Sea-Bird Electronics SBE 911 and SBE 917 series CTD profilers

The SBE 911 and SBE 917 series of conductivity-temperature-depth (CTD) units are used to collect hydrographic profiles, including temperature, conductivity and pressure as standard. Each profiler consists of an underwater unit and deck unit or SEARAM. Auxiliary sensors, such as fluorometers, dissolved oxygen sensors and transmissometers, and carousel water samplers are commonly added to the underwater unit.

Underwater unit

The CTD underwater unit (SBE 9 or SBE 9 plus ) comprises a protective cage (usually with a carousel water sampler), including a main pressure housing containing power supplies, acquisition electronics, telemetry circuitry, and a suite of modular sensors. The original SBE 9 incorporated Sea-Bird's standard modular SBE 3 temperature sensor and SBE 4 conductivity sensor, and a Paroscientific Digiquartz pressure sensor. The conductivity cell was connected to a pump-fed plastic tubing circuit that could include auxiliary sensors. Each SBE 9 unit was custom built to individual specification. The SBE 9 was replaced in 1997 by an off-the-shelf version, termed the SBE 9 plus , that incorporated the SBE 3 plus (or SBE 3P) temperature sensor, SBE 4C conductivity sensor and a Paroscientific Digiquartz pressure sensor. Sensors could be connected to a pump-fed plastic tubing circuit or stand-alone.
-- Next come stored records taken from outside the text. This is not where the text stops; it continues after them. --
//! Application configuration, persisted as TOML.
//!
//! The config file lives at `$XDG_CONFIG_HOME/anchor-day/config.toml`. Every
//! field has a default, so a missing file or a partial file are both fine.
//! A handful of `ANCHOR_*` environment variables override the file.

use std::path::{Path, PathBuf};

use rand::RngCore;
use serde::{Deserialize, Serialize};

use crate::error::ConfigError;
use crate::paths::AppPaths;

pub type ConfigResult<T> = std::result::Result<T, ConfigError>;

/// Minimum accepted length of a configured session secret, in bytes.
pub const MIN_SECRET_LEN: usize = 32;

/// Top-level configuration.
#[derive(Debug, Clone, Serialize, Deserialize)]
pub struct AppConfig {
    /// Interface the HTTP server binds to.
    #[serde(default = "default_bind")]
    pub bind: String,
    /// HTTP port.
    #[serde(default = "default_port")]
    pub port: u16,
    /// SQLite database file. Defaults to `$XDG_DATA_HOME/anchor-day/anchor-day.db`.
    #[serde(default)]
    pub database: Option<PathBuf>,
    /// Session signing secret. A random key is generated and kept in the
    /// state directory when unset.
    #[serde(default)]
    pub session_secret: Option<String>,
    /// How long a session cookie stays valid.
    #[serde(default = "default_session_ttl_hours")]
    pub session_ttl_hours: i64,
    /// Mark the session cookie `Secure` (serve behind TLS).
    #[serde(default)]
    pub secure_cookies: bool,
    /// Fixed UTC offset used to decide what "today" is. Local zone when unset.
    #[serde(default)]
    pub utc_offset_minutes: Option<i32>,
    /// Seed packs applied by `anchor seed` and on `anchord` startup.
    #[serde(default = "default_seed_packs")]
    pub seed_packs: Vec<String>,
}

fn default_bind() -> String {
    "127.0.0.1".into()
}
fn default_port() -> u16 {
    8300
}
fn default_session_ttl_hours() -> i64 {
    24
}
fn default_seed_packs() -> Vec<String> {
    vec!["initial-user".into(), "playbook".into(), "anchors".into()]
}

impl Default for AppConfig {
    fn default() -> Self {
        Self {
            bind: default_bind(),
            port: default_port(),
            database: None,
            session_secret: None,
            session_ttl_hours: default_session_ttl_hours(),
            secure_cookies: false,
            utc_offset_minutes: None,
            seed_packs: default_seed_packs(),
        }
    }
}

impl AppConfig {
    /// Load from a TOML file.
    pub fn load(path: &Path) -> ConfigResult<Self> {
        let content = std::fs::read_to_string(path).map_err(|e| ConfigError::Read {
            path: path.display().to_string(),
            source: e,
        })?;
        toml::from_str(&content).map_err(|e| ConfigError::Parse {
            path: path.display().to_string(),
            message: e.to_string(),
        })
    }

    /// Load from a TOML file, falling back to defaults when it does not exist.
    pub fn load_or_default(path: &Path) -> ConfigResult<Self> {
        if path.exists() {
            Self::load(path)
        } else {
            tracing::debug!(path = %path.display(), "no config file, using defaults");
            Ok(Self::default())
        }
    }

    /// Save to a TOML file.
    pub fn save(&self, path: &Path) -> ConfigResult<()> {
        let content = toml::to_string_pretty(self).map_err(|e| ConfigError::Parse {
            path: path.display().to_string(),
            message: e.to_string(),
        })?;
        if let Some(parent) = path.parent() {
            std::fs::create_dir_all(parent).map_err(|e| ConfigError::Write {
                path: parent.display().to_string(),
                source: e,
            })?;
        }
        std::fs::write(path, content).map_err(|e| ConfigError::Write {
            path: path.display().to_string(),
            source: e,
        })
    }

    /// Apply `ANCHOR_*` overrides from the process environment.
    pub fn apply_env(&mut self) -> ConfigResult<()> {
        self.apply_overrides(|key| std::env::var(key).ok())
    }

    /// Apply overrides from an arbitrary lookup (the environment in production).
    pub fn apply_overrides(
        &mut self,
        lookup: impl Fn(&str) -> Option<String>,
    ) -> ConfigResult<()> {
        if let Some(bind) = lookup("ANCHOR_SERVER_BIND") {
            self.bind = bind;
        }
        if let Some(port) = lookup("ANCHOR_SERVER_PORT") {
            self.port = port.parse().map_err(|_| ConfigError::Invalid {
                key: "ANCHOR_SERVER_PORT",
                value: port.clone(),
            })?;
        }
        if let Some(db) = lookup("ANCHOR_DATABASE") {
            self.database = Some(PathBuf::from(db));
        }
        if let Some(secret) = lookup("ANCHOR_SESSION_SECRET") {
            self.session_secret = Some(secret);
        }
        Ok(())
    }

    /// `bind:port` for the listener.
    pub fn listen_addr(&self) -> String {
        format!("{}:{}", self.bind, self.port)
    }

    /// Database path, defaulting into the XDG data directory.
    pub fn database_path(&self, paths: &AppPaths) -> PathBuf {
        self.database
            .clone()
            .unwrap_or_else(|| paths.database_file())
    }

    /// Session TTL as a chrono duration.
    pub fn session_ttl(&self) -> chrono::Duration {
        chrono::Duration::hours(self.session_ttl_hours.max(1))
    }

    /// Resolve the session signing secret.
    ///
    /// A configured secret wins. Otherwise the hex key in
    /// `state_dir/session.key` is used, generating it on first run.
    pub fn session_secret(&self, paths: &AppPaths) -> ConfigResult<Vec<u8>> {
        if let Some(secret) = &self.session_secret {
            if secret.len() < MIN_SECRET_LEN {
                return Err(ConfigError::Invalid {
                    key: "session_secret",
                    value: format!("{} bytes, need at least {MIN_SECRET_LEN}", secret.len()),
                });
            }
            return Ok(secret.as_bytes().to_vec());
        }

        let key_file = paths.session_key_file();
        if key_file.exists() {
            let encoded = std::fs::read_to_string(&key_file).map_err(|e| ConfigError::Read {
                path: key_file.display().to_string(),
                source: e,
            })?;
            return hex::decode(encoded.trim()).map_err(|e| ConfigError::Parse {
                path: key_file.display().to_string(),
                message: e.to_string(),
            });
        }

        let mut secret = vec![0u8; MIN_SECRET_LEN];
        rand::thread_rng().fill_bytes(&mut secret);
        if let Some(parent) = key_file.parent() {
            std::fs::create_dir_all(parent).map_err(|e| ConfigError::Write {
                path: parent.display().to_string(),
                source: e,
            })?;
        }
        std::fs::write(&key_file, hex::encode(&secret)).map_err(|e| ConfigError::Write {
            path: key_file.display().to_string(),
            source: e,
        })?;
        tracing::info!(path = %key_file.display(), "generated new session key");
        Ok(secret)
    }
}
Temperature, conductivity and pressure sensors

The conductivity, temperature, and pressure sensors supplied with Sea-Bird CTD systems have outputs in the form of variable frequencies, which are measured using high-speed parallel counters. The resulting count totals are converted to numeric representations of the original frequencies, which bear a direct relationship to temperature, conductivity or pressure. Sampling frequencies for these sensors are typically set at 24 Hz.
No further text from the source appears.